[Input data]
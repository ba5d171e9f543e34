//! Layout maps: structure-group dispatch, enumerations, and the inert
//! semantic kinds (constant, format, structure-family) that anchor
//! documentation but never touch a byte stream.

use std::collections::HashMap;
use std::rc::Rc;

use dtfabric_support::{EncodeError, FormatError, MappingError};

use crate::context::Context;
use crate::definitions::{Definition, DefinitionKind};
use crate::map::{compile_cached, DataTypeMap, DecodeError, MapCache};
use crate::value::Value;

/// Shared body of `constant`, `format`, and `structure-family`: none of
/// them map onto a byte stream, they only exist to be looked up by name.
#[derive(Debug)]
pub struct InertMap {
    pub(crate) definition: Rc<Definition>,
}

impl InertMap {
    pub(crate) fn new(definition: Rc<Definition>) -> Self {
        Self { definition }
    }
}

#[derive(Debug)]
pub struct EnumerationMap {
    pub(crate) definition: Rc<Definition>,
}

impl EnumerationMap {
    pub(crate) fn new(definition: Rc<Definition>) -> Self {
        Self { definition }
    }

    pub fn name_for(&self, number: i64) -> Option<&str> {
        let DefinitionKind::Enumeration(d) = &self.definition.kind else {
            unreachable!("EnumerationMap built from a non-enumeration definition")
        };
        d.values.iter().find(|v| v.number == number).map(|v| v.name.as_str())
    }
}

/// Dispatches to one of several structure variants by a discriminator
/// member read off a structural pre-read of the base structure. The base
/// decode and the eventual variant decode share the same starting offset;
/// the base read is purely a peek at the tag.
#[derive(Debug)]
pub struct StructureGroupMap {
    pub(crate) definition: Rc<Definition>,
    base: Rc<DataTypeMap>,
    identifier: String,
    by_value: HashMap<Value, Rc<DataTypeMap>>,
    by_name: HashMap<String, Rc<DataTypeMap>>,
}

impl StructureGroupMap {
    pub(crate) fn new(definition: Rc<Definition>, cache: &mut MapCache) -> Result<Self, FormatError> {
        let DefinitionKind::StructureGroup(d) = &definition.kind else {
            unreachable!("StructureGroupMap built from a non-structure-group definition")
        };
        let base = compile_cached(&d.base, cache)?;
        let mut by_value = HashMap::new();
        let mut by_name = HashMap::new();
        for variant in &d.variants {
            let variant_map = compile_cached(variant, cache)?;
            let structure = variant
                .as_structure()
                .ok_or_else(|| FormatError::new(&d.identifier, "structure-group variant must be a structure"))?;
            let member = structure.member(&d.identifier).ok_or_else(|| {
                FormatError::new(
                    &d.identifier,
                    format!("variant is missing discriminator member `{}`", d.identifier),
                )
            })?;
            let values = member
                .values
                .as_ref()
                .ok_or_else(|| FormatError::new(&d.identifier, "discriminator member must declare a `values` set"))?;
            for value in values {
                by_value.insert(value.clone(), variant_map.clone());
            }
            by_name.insert(variant.name.clone(), variant_map);
        }
        Ok(Self {
            identifier: d.identifier.clone(),
            base,
            by_value,
            by_name,
            definition,
        })
    }

    pub fn get_size_hint(&self, context: Option<&Context>) -> Option<u64> {
        if let Some(ctx) = context {
            if let Some(discriminator) = &ctx.state.member_identifier {
                if let Some(variant) = self.by_value.get(discriminator) {
                    return variant.get_size_hint(context);
                }
            }
        }
        self.base.get_size_hint(context)
    }

    pub fn map_byte_stream(
        &self,
        buffer: &[u8],
        byte_offset: u64,
        context: &mut Context,
    ) -> Result<Value, DecodeError> {
        if context.state.member_identifier.is_none() {
            let mut base_context = Context::with_values(context.values.clone());
            base_context.recursion_depth = context.recursion_depth;
            let base_value = self.base.map_byte_stream(buffer, byte_offset, &mut base_context)?;
            let structure = base_value.as_structure().ok_or_else(|| {
                MappingError::new(&self.definition.name, "base decode did not produce a structure")
            })?;
            let discriminator = structure.get(&self.identifier).cloned().ok_or_else(|| {
                MappingError::new(
                    &self.definition.name,
                    format!("discriminator member `{}` absent from base decode", self.identifier),
                )
            })?;
            context.state.member_identifier = Some(discriminator);
        }
        let discriminator = context.state.member_identifier.clone().expect("just set above");
        log::trace!("`{}` dispatching on discriminator {discriminator:?}", self.definition.name);
        let variant = self.by_value.get(&discriminator).ok_or_else(|| {
            MappingError::new(
                &self.definition.name,
                format!("no variant claims discriminator value {discriminator:?}"),
            )
        })?;
        variant.map_byte_stream(buffer, byte_offset, context)
    }

    pub fn fold_byte_stream(&self, value: &Value, context: &mut Context) -> Result<Vec<u8>, EncodeError> {
        let structure = value
            .as_structure()
            .ok_or_else(|| EncodeError::new(&self.definition.name, "expected a structure value"))?;
        let variant = self.by_name.get(structure.type_name.as_ref()).ok_or_else(|| {
            EncodeError::new(&self.definition.name, format!("no variant named `{}`", structure.type_name))
        })?;
        variant.fold_byte_stream(value, context)
    }
}

#[cfg(test)]
mod tests {
    use super::*;
    use crate::definitions::{
        ByteOrder, ConstantDefinition, EnumerationValue, IntegerDefinition, IntegerFormat, Member,
        StructureDefinition, StructureGroupDefinition,
    };
    use crate::map::compile;

    fn uint8() -> Rc<Definition> {
        Rc::new(
            Definition::new(
                "uint8",
                DefinitionKind::Integer(IntegerDefinition {
                    byte_order: ByteOrder::Native,
                    size: 1,
                    format: IntegerFormat::Unsigned,
                    minimum_value: None,
                    maximum_value: None,
                }),
            )
            .unwrap(),
        )
    }

    #[test]
    fn enumeration_maps_number_to_name() {
        let definition = Rc::new(
            Definition::new(
                "kind",
                DefinitionKind::Enumeration(
                    crate::definitions::EnumerationDefinition::new(vec![
                        EnumerationValue { name: "a".into(), number: 0, aliases: vec![] },
                        EnumerationValue { name: "b".into(), number: 1, aliases: vec![] },
                    ])
                    .unwrap(),
                ),
            )
            .unwrap(),
        );
        let map = compile(&definition).unwrap();
        let enumeration = map.as_enumeration().unwrap();
        assert_eq!(enumeration.name_for(1), Some("b"));
        assert_eq!(enumeration.name_for(9), None);
    }

    #[test]
    fn constant_is_inert() {
        let definition = Rc::new(
            Definition::new("answer", DefinitionKind::Constant(ConstantDefinition { value: Value::Integer(42) }))
                .unwrap(),
        );
        let map = compile(&definition).unwrap();
        let mut context = Context::new();
        assert!(map.map_byte_stream(&[], 0, &mut context).is_err());
    }

    #[test]
    fn structure_group_dispatches_on_discriminator() {
        let tag = uint8();
        let variant_a = Rc::new(
            Definition::new(
                "variant_a",
                DefinitionKind::Structure(
                    StructureDefinition::new(
                        Some(ByteOrder::Little),
                        vec![Member {
                            name: "tag".into(),
                            data_type: tag.clone(),
                            condition: None,
                            values: Some(vec![Value::Integer(1)]),
                        }],
                    )
                    .unwrap(),
                ),
            )
            .unwrap(),
        );
        let variant_b = Rc::new(
            Definition::new(
                "variant_b",
                DefinitionKind::Structure(
                    StructureDefinition::new(
                        Some(ByteOrder::Little),
                        vec![Member {
                            name: "tag".into(),
                            data_type: tag.clone(),
                            condition: None,
                            values: Some(vec![Value::Integer(2)]),
                        }],
                    )
                    .unwrap(),
                ),
            )
            .unwrap(),
        );
        let base = Rc::new(
            Definition::new(
                "record_base",
                DefinitionKind::Structure(
                    StructureDefinition::new(
                        Some(ByteOrder::Little),
                        vec![Member {
                            name: "tag".into(),
                            data_type: tag,
                            condition: None,
                            values: None,
                        }],
                    )
                    .unwrap(),
                ),
            )
            .unwrap(),
        );
        let group = Rc::new(
            Definition::new(
                "record",
                DefinitionKind::StructureGroup(
                    StructureGroupDefinition::new(base, "tag".into(), vec![variant_a.clone(), variant_b.clone()])
                        .unwrap(),
                ),
            )
            .unwrap(),
        );
        let map = compile(&group).unwrap();
        let mut context = Context::new();
        let value = map.map_byte_stream(&[2], 0, &mut context).unwrap();
        let structure = value.as_structure().unwrap();
        assert_eq!(structure.type_name.as_ref(), "variant_b");
    }
}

[Problem statement]
Determine the number of lines in the listing that contain the word "Some", and respond with nothing but that number.

[Reply]
10